Extracted data entries:
//! Application configuration structures
//!
//! Runtime settings for the process (database location, payment gateway
//! endpoint, payout fan-out). Business rules such as tier boundaries and fee
//! percentages are not part of this file; they live in the configuration
//! store and are resolved per payout run.

use std::time::Duration;

use serde::{Deserialize, Serialize};

use crate::constants::{
    DEFAULT_CURRENCY, DEFAULT_DB_PATH, DEFAULT_DB_POOL_SIZE, DEFAULT_GATEWAY_MAX_ATTEMPTS,
    DEFAULT_GATEWAY_TIMEOUT_SECS, DEFAULT_GATEWAY_URL, DEFAULT_PAYOUT_CONCURRENCY,
    GATEWAY_MAX_BACKOFF_SECS,
};

/// Top-level configuration for the application
#[derive(Debug, Clone, Default, Serialize, Deserialize, PartialEq, Eq)]
pub struct Config {
    #[serde(default)]
    pub database: DatabaseConfig,
    #[serde(default)]
    pub gateway: GatewayConfig,
    #[serde(default)]
    pub payouts: PayoutsConfig,
}

/// SQLite database settings
#[derive(Debug, Clone, Serialize, Deserialize, PartialEq, Eq)]
pub struct DatabaseConfig {
    pub path: String,
    #[serde(default = "default_pool_size")]
    pub pool_size: u32,
}

impl Default for DatabaseConfig {
    fn default() -> Self {
        Self { path: DEFAULT_DB_PATH.to_string(), pool_size: DEFAULT_DB_POOL_SIZE }
    }
}

/// Payment gateway endpoint and request policy
#[derive(Clone, Serialize, Deserialize, PartialEq, Eq)]
pub struct GatewayConfig {
    pub base_url: String,
    #[serde(default)]
    pub api_key: String,
    /// Timeout of one HTTP attempt.
    #[serde(default = "default_gateway_timeout")]
    pub timeout_secs: u64,
    #[serde(default = "default_gateway_attempts")]
    pub max_attempts: usize,
}

impl Default for GatewayConfig {
    fn default() -> Self {
        Self {
            base_url: DEFAULT_GATEWAY_URL.to_string(),
            api_key: String::new(),
            timeout_secs: DEFAULT_GATEWAY_TIMEOUT_SECS,
            max_attempts: DEFAULT_GATEWAY_MAX_ATTEMPTS,
        }
    }
}

impl GatewayConfig {
    /// Timeout of one HTTP attempt, never below a second.
    pub fn attempt_timeout(&self) -> Duration {
        Duration::from_secs(self.timeout_secs.max(1))
    }

    /// Longest wait between attempts.
    pub fn max_backoff(&self) -> Duration {
        Duration::from_secs(GATEWAY_MAX_BACKOFF_SECS)
    }

    /// Deadline for a whole gateway call: every attempt timing out plus the
    /// longest backoff before each retry.
    pub fn call_deadline(&self) -> Duration {
        let attempts = u32::try_from(self.max_attempts.max(1)).unwrap_or(u32::MAX);
        self.attempt_timeout()
            .saturating_mul(attempts)
            .saturating_add(self.max_backoff().saturating_mul(attempts - 1))
    }
}

impl std::fmt::Debug for GatewayConfig {
    fn fmt(&self, f: &mut std::fmt::Formatter<'_>) -> std::fmt::Result {
        f.debug_struct("GatewayConfig")
            .field("base_url", &self.base_url)
            .field("api_key", &"<redacted>")
            .field("timeout_secs", &self.timeout_secs)
            .field("max_attempts", &self.max_attempts)
            .finish()
    }
}

/// Payout orchestration settings
#[derive(Debug, Clone, Serialize, Deserialize, PartialEq, Eq)]
pub struct PayoutsConfig {
    #[serde(default = "default_currency")]
    pub currency: String,
    /// Number of worker pipelines allowed in flight for one job.
    #[serde(default = "default_concurrency")]
    pub max_concurrency: usize,
}

impl Default for PayoutsConfig {
    fn default() -> Self {
        Self { currency: default_currency(), max_concurrency: DEFAULT_PAYOUT_CONCURRENCY }
    }
}

fn default_pool_size() -> u32 {
    DEFAULT_DB_POOL_SIZE
}

fn default_gateway_timeout() -> u64 {
    DEFAULT_GATEWAY_TIMEOUT_SECS
}

fn default_gateway_attempts() -> usize {
    DEFAULT_GATEWAY_MAX_ATTEMPTS
}

fn default_currency() -> String {
    DEFAULT_CURRENCY.to_string()
}

fn default_concurrency() -> usize {
    DEFAULT_PAYOUT_CONCURRENCY
}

- **Work request**
Copy out, from the data above, each line where the string "usize" is present.

- **Written response**
    pub max_attempts: usize,
    pub max_concurrency: usize,
fn default_gateway_attempts() -> usize {
fn default_concurrency() -> usize {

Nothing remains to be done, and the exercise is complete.